▶ Record extracts
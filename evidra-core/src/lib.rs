//! # Evidra Core
//!
//! Core library for Evidra, an adaptive multi-round research engine for
//! evidence-backed diabetes answers. Provides the tier router, the recall
//! path over past sessions, the research round loop, ranking and selection,
//! the LLM interface (brain), provider adapters and configuration.

pub mod brain;
pub mod config;
pub mod error;
pub mod providers;
pub mod recall;
pub mod research;
pub mod router;
pub mod sanitize;
pub mod types;

// Re-export commonly used types at the crate root.
pub use brain::{Brain, LlmProvider, MockLlmProvider, TokenCounter};
pub use config::EngineConfig;
pub use error::{EvidraError, Result};
pub use providers::EvidenceProvider;
pub use recall::{InMemorySessionStore, RecallHandler, RecallOutcome, SessionMatch, SessionStore};
pub use research::{EngineOutcome, EventSink, ResearchEngine, ResearchEvent};
pub use router::{RouterClassification, Tier, TierRouter};
pub use types::{ConversationTurn, Message, Question, Role, UserProfile};
//! Configuration system for Evidra.
//!
//! Uses `figment` for layered configuration: defaults -> config file -> environment -> CLI args.
//! Configuration is loaded from `~/.config/evidra/config.toml` and/or `.evidra/config.toml`
//! in the workspace directory.

use figment::{
    Figment,
    providers::{Env, Format, Serialized, Toml},
};
use serde::{Deserialize, Serialize};
use std::path::{Path, PathBuf};

use crate::error::ConfigError;

/// Top-level configuration for the research engine.
#[derive(Debug, Clone, Default, PartialEq, Serialize, Deserialize)]
#[serde(default)]
pub struct EngineConfig {
    pub llm: LlmConfig,
    pub research: ResearchConfig,
    pub ranking: RankingConfig,
    pub selection: SelectionConfig,
    pub router: RouterConfig,
    pub recall: RecallConfig,
    pub providers: ProvidersConfig,
    pub server: ServerConfig,
}

impl EngineConfig {
    /// Check cross-field constraints that serde cannot express.
    pub fn validate(&self) -> Result<(), ConfigError> {
        if self.research.max_rounds == 0 {
            return Err(ConfigError::Invalid {
                message: "research.max_rounds must be at least 1".into(),
            });
        }
        if self.selection.base_limit > self.selection.extended_limit {
            return Err(ConfigError::Invalid {
                message: format!(
                    "selection.base_limit ({}) exceeds selection.extended_limit ({})",
                    self.selection.base_limit, self.selection.extended_limit
                ),
            });
        }
        if !(0.0..=1.0).contains(&self.selection.extension_ratio) {
            return Err(ConfigError::Invalid {
                message: "selection.extension_ratio must be within 0.0..=1.0".into(),
            });
        }
        if self.ranking.batch_size == 0 {
            return Err(ConfigError::Invalid {
                message: "ranking.batch_size must be at least 1".into(),
            });
        }
        if self.router.trigger_keyword.trim().is_empty() {
            return Err(ConfigError::Invalid {
                message: "router.trigger_keyword must not be empty".into(),
            });
        }
        Ok(())
    }
}

/// Configuration for the LLM provider.
#[derive(Debug, Clone, PartialEq, Serialize, Deserialize)]
#[serde(default)]
pub struct LlmConfig {
    /// Provider name: "openai", "openrouter", "local", "mock".
    pub provider: String,
    /// Model identifier (e.g., "gpt-4o").
    pub model: String,
    /// Environment variable name containing the API key.
    pub api_key_env: String,
    /// Optional base URL override for the API endpoint.
    pub base_url: Option<String>,
    /// Maximum tokens to generate in a response.
    pub max_tokens: usize,
    /// Context window size for the model.
    pub context_window: usize,
    /// Retries for transient provider errors.
    pub max_retries: usize,
    /// HTTP timeout per completion request.
    pub timeout_secs: u64,
}

impl Default for LlmConfig {
    fn default() -> Self {
        Self {
            provider: "openai".to_string(),
            model: "gpt-4o".to_string(),
            api_key_env: "OPENAI_API_KEY".to_string(),
            base_url: None,
            max_tokens: 4096,
            context_window: 128_000,
            max_retries: 2,
            timeout_secs: 60,
        }
    }
}

/// Round loop configuration.
#[derive(Debug, Clone, PartialEq, Serialize, Deserialize)]
#[serde(default)]
pub struct ResearchConfig {
    /// Hard cap on rounds, regardless of the plan's estimate.
    pub max_rounds: usize,
    /// Primary (web) provider budget in round 1.
    pub first_round_primary: usize,
    /// Budget shared by the three other providers in round 1.
    pub first_round_others: usize,
    /// Primary provider budget in rounds 2 and later.
    pub later_round_primary: usize,
    /// Budget shared by the other providers in rounds 2 and later.
    pub later_round_others: usize,
    /// Per-provider call timeout.
    pub provider_timeout_ms: u64,
    /// How many `source_found` events to emit per provider per round.
    pub source_samples_per_provider: usize,
    /// Stop when a round yields fewer new sources than this fraction of the previous one.
    /// `0.0` disables the check.
    pub diminishing_returns_ratio: f64,
    pub planner_temperature: f32,
    pub reflector_temperature: f32,
    pub refiner_temperature: f32,
}

impl Default for ResearchConfig {
    fn default() -> Self {
        Self {
            max_rounds: 4,
            first_round_primary: 10,
            first_round_others: 15,
            later_round_primary: 5,
            later_round_others: 10,
            provider_timeout_ms: 8_000,
            source_samples_per_provider: 3,
            diminishing_returns_ratio: 0.2,
            planner_temperature: 0.3,
            reflector_temperature: 0.3,
            refiner_temperature: 0.4,
        }
    }
}

/// Relevance ranking configuration.
#[derive(Debug, Clone, PartialEq, Serialize, Deserialize)]
#[serde(default)]
pub struct RankingConfig {
    /// Sources scored per LLM call.
    pub batch_size: usize,
    /// Maximum number of ranked sources returned.
    pub top_n: usize,
    /// Size of the `top_sources` preview.
    pub top_k: usize,
    pub temperature: f32,
    /// Characters of snippet/abstract shown to the scorer per source.
    pub snippet_chars: usize,
}

impl Default for RankingConfig {
    fn default() -> Self {
        Self {
            batch_size: 40,
            top_n: 30,
            top_k: 10,
            temperature: 0.1,
            snippet_chars: 300,
        }
    }
}

/// Final source selection configuration.
#[derive(Debug, Clone, PartialEq, Serialize, Deserialize)]
#[serde(default)]
pub struct SelectionConfig {
    pub base_limit: usize,
    pub extended_limit: usize,
    /// Score at or above which a source counts as high quality.
    pub high_quality_threshold: f64,
    /// Fraction of the base window that must be high quality to extend the window.
    pub extension_ratio: f64,
    pub token_budget: usize,
    pub min_relevance_score: f64,
    pub semantic_similarity_threshold: f64,
    pub enable_semantic_dedup: bool,
}

impl Default for SelectionConfig {
    fn default() -> Self {
        Self {
            base_limit: 20,
            extended_limit: 30,
            high_quality_threshold: 70.0,
            extension_ratio: 0.5,
            token_budget: 16_800,
            min_relevance_score: 40.0,
            semantic_similarity_threshold: 0.85,
            enable_semantic_dedup: true,
        }
    }
}

/// Tier router configuration.
#[derive(Debug, Clone, PartialEq, Serialize, Deserialize)]
#[serde(default)]
pub struct RouterConfig {
    /// When false, a tier-3 classification is downgraded to tier 2.
    pub deep_research_enabled: bool,
    /// Literal keyword that must appear in the question for tier 2 to stand.
    pub trigger_keyword: String,
    /// Phrases marking an explicit request for deep research.
    pub deep_research_phrases: Vec<String>,
    pub temperature: f32,
}

impl Default for RouterConfig {
    fn default() -> Self {
        Self {
            deep_research_enabled: false,
            trigger_keyword: "araştır".to_string(),
            deep_research_phrases: vec!["derinlemesine".to_string(), "detaylı araştır".to_string()],
            temperature: 0.1,
        }
    }
}

/// Recall handler configuration.
#[derive(Debug, Clone, PartialEq, Serialize, Deserialize)]
#[serde(default)]
pub struct RecallConfig {
    /// Top-two score gap below which matches are considered ambiguous.
    pub ambiguity_gap: f64,
    pub max_candidates: usize,
    pub temperature: f32,
    pub max_output_tokens: usize,
}

impl Default for RecallConfig {
    fn default() -> Self {
        Self {
            ambiguity_gap: 0.15,
            max_candidates: 5,
            temperature: 0.2,
            max_output_tokens: 1024,
        }
    }
}

/// One HTTP evidence gateway endpoint.
#[derive(Debug, Clone, PartialEq, Serialize, Deserialize)]
pub struct EndpointConfig {
    pub endpoint: String,
    /// Environment variable holding a bearer token, if the gateway needs one.
    #[serde(default, skip_serializing_if = "Option::is_none")]
    pub api_key_env: Option<String>,
}

/// Evidence provider endpoints. A missing endpoint disables that provider.
#[derive(Debug, Clone, Default, PartialEq, Serialize, Deserialize)]
#[serde(default)]
pub struct ProvidersConfig {
    #[serde(skip_serializing_if = "Option::is_none")]
    pub web: Option<EndpointConfig>,
    #[serde(skip_serializing_if = "Option::is_none")]
    pub journal: Option<EndpointConfig>,
    #[serde(skip_serializing_if = "Option::is_none")]
    pub preprint: Option<EndpointConfig>,
    #[serde(skip_serializing_if = "Option::is_none")]
    pub trials: Option<EndpointConfig>,
}

/// HTTP server configuration for `evidra serve`.
#[derive(Debug, Clone, PartialEq, Serialize, Deserialize)]
#[serde(default)]
pub struct ServerConfig {
    pub host: String,
    pub port: u16,
}

impl Default for ServerConfig {
    fn default() -> Self {
        Self {
            host: "127.0.0.1".to_string(),
            port: 8787,
        }
    }
}

/// Path of the user-level config file, if a home directory can be resolved.
pub fn user_config_path() -> Option<PathBuf> {
    directories::ProjectDirs::from("dev", "evidra", "evidra")
        .map(|dirs| dirs.config_dir().join("config.toml"))
}

/// Path of the workspace-level config file.
pub fn workspace_config_path(workspace: &Path) -> PathBuf {
    workspace.join(".evidra").join("config.toml")
}

/// Load configuration from all layers.
pub fn load_config(
    workspace: Option<&Path>,
    overrides: Option<&EngineConfig>,
) -> Result<EngineConfig, Box<figment::Error>> {
    let mut figment = Figment::from(Serialized::defaults(EngineConfig::default()));

    // User-level config
    if let Some(user_config) = user_config_path() {
        if user_config.exists() {
            figment = figment.merge(Toml::file(&user_config));
        }
    }

    // Workspace-level config
    if let Some(ws) = workspace {
        let ws_config = workspace_config_path(ws);
        if ws_config.exists() {
            figment = figment.merge(Toml::file(&ws_config));
        }
    }

    // Environment variables (EVIDRA_LLM__MODEL, EVIDRA_RESEARCH__MAX_ROUNDS, etc.)
    figment = figment.merge(Env::prefixed("EVIDRA_").split("__"));

    // Explicit overrides
    if let Some(overrides) = overrides {
        figment = figment.merge(Serialized::defaults(overrides));
    }

    figment.extract().map_err(Box::new)
}

/// Check whether any Evidra configuration file exists (user-level or workspace-level).
pub fn config_exists(workspace: Option<&Path>) -> bool {
    if user_config_path().is_some_and(|p| p.exists()) {
        return true;
    }
    workspace.is_some_and(|ws| workspace_config_path(ws).exists())
}

/// Write the default configuration as TOML into `<workspace>/.evidra/config.toml`.
///
/// Refuses to overwrite an existing file unless `force` is set.
pub fn write_default_config(workspace: &Path, force: bool) -> Result<PathBuf, ConfigError> {
    let path = workspace_config_path(workspace);
    if path.exists() && !force {
        return Err(ConfigError::Invalid {
            message: format!("{} already exists", path.display()),
        });
    }
    let body = toml::to_string_pretty(&EngineConfig::default()).map_err(|e| {
        ConfigError::ParseError {
            message: e.to_string(),
        }
    })?;
    if let Some(parent) = path.parent() {
        std::fs::create_dir_all(parent).map_err(|e| ConfigError::Invalid {
            message: format!("cannot create {}: {e}", parent.display()),
        })?;
    }
    std::fs::write(&path, body).map_err(|e| ConfigError::Invalid {
        message: format!("cannot write {}: {e}", path.display()),
    })?;
    Ok(path)
}

#[cfg(test)]
mod tests {
    use super::*;
    use pretty_assertions::assert_eq;

    #[test]
    fn test_default_config() {
        let config = EngineConfig::default();
        assert_eq!(config.research.max_rounds, 4);
        assert_eq!(config.research.first_round_primary + config.research.first_round_others, 25);
        assert_eq!(config.research.later_round_primary + config.research.later_round_others, 15);
        assert_eq!(config.selection.token_budget, 16_800);
        assert_eq!(config.ranking.top_n, 30);
        assert!(!config.router.deep_research_enabled);
        assert_eq!(config.router.trigger_keyword, "araştır");
        assert!((config.recall.ambiguity_gap - 0.15).abs() < f64::EPSILON);
        assert!(config.validate().is_ok());
    }

    #[test]
    fn test_load_config_defaults() {
        let dir = tempfile::tempdir().unwrap();
        let config = load_config(Some(dir.path()), None).unwrap();
        assert_eq!(config.llm.provider, "openai");
        assert_eq!(config.selection.base_limit, 20);
    }

    #[test]
    fn test_load_config_with_overrides() {
        let mut overrides = EngineConfig::default();
        overrides.llm.model = "gpt-4o-mini".to_string();
        overrides.research.max_rounds = 2;

        let config = load_config(None, Some(&overrides)).unwrap();
        assert_eq!(config.llm.model, "gpt-4o-mini");
        assert_eq!(config.research.max_rounds, 2);
    }

    #[test]
    fn test_load_config_from_workspace_partial_file() {
        let dir = tempfile::tempdir().unwrap();
        let evidra_dir = dir.path().join(".evidra");
        std::fs::create_dir_all(&evidra_dir).unwrap();
        std::fs::write(
            evidra_dir.join("config.toml"),
            r#"
[router]
deep_research_enabled = true

[selection]
token_budget = 8000

[providers.web]
endpoint = "http://localhost:9000/web"
"#,
        )
        .unwrap();

        let config = load_config(Some(dir.path()), None).unwrap();
        assert!(config.router.deep_research_enabled);
        assert_eq!(config.router.trigger_keyword, "araştır");
        assert_eq!(config.selection.token_budget, 8000);
        assert_eq!(config.selection.base_limit, 20);
        assert_eq!(
            config.providers.web.map(|w| w.endpoint).as_deref(),
            Some("http://localhost:9000/web")
        );
        assert!(config.providers.trials.is_none());
        assert!(config_exists(Some(dir.path())));
    }

    #[test]
    fn test_write_default_config_round_trips() {
        let dir = tempfile::tempdir().unwrap();
        let path = write_default_config(dir.path(), false).unwrap();
        assert!(path.exists());
        assert!(write_default_config(dir.path(), false).is_err());
        assert!(write_default_config(dir.path(), true).is_ok());

        let text = std::fs::read_to_string(&path).unwrap();
        let parsed: EngineConfig = toml::from_str(&text).unwrap();
        assert_eq!(parsed, EngineConfig::default());
    }

    #[test]
    fn test_validate_rejects_inverted_limits() {
        let mut config = EngineConfig::default();
        config.selection.base_limit = 40;
        let err = config.validate().unwrap_err();
        assert!(err.to_string().contains("base_limit"));

        let mut config = EngineConfig::default();
        config.research.max_rounds = 0;
        assert!(config.validate().is_err());
    }
}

▶ Assigned task
Search the entries for the string "parsed". Copy every line that has it.

▶ Result
        let parsed: EngineConfig = toml::from_str(&text).unwrap();
        assert_eq!(parsed, EngineConfig::default());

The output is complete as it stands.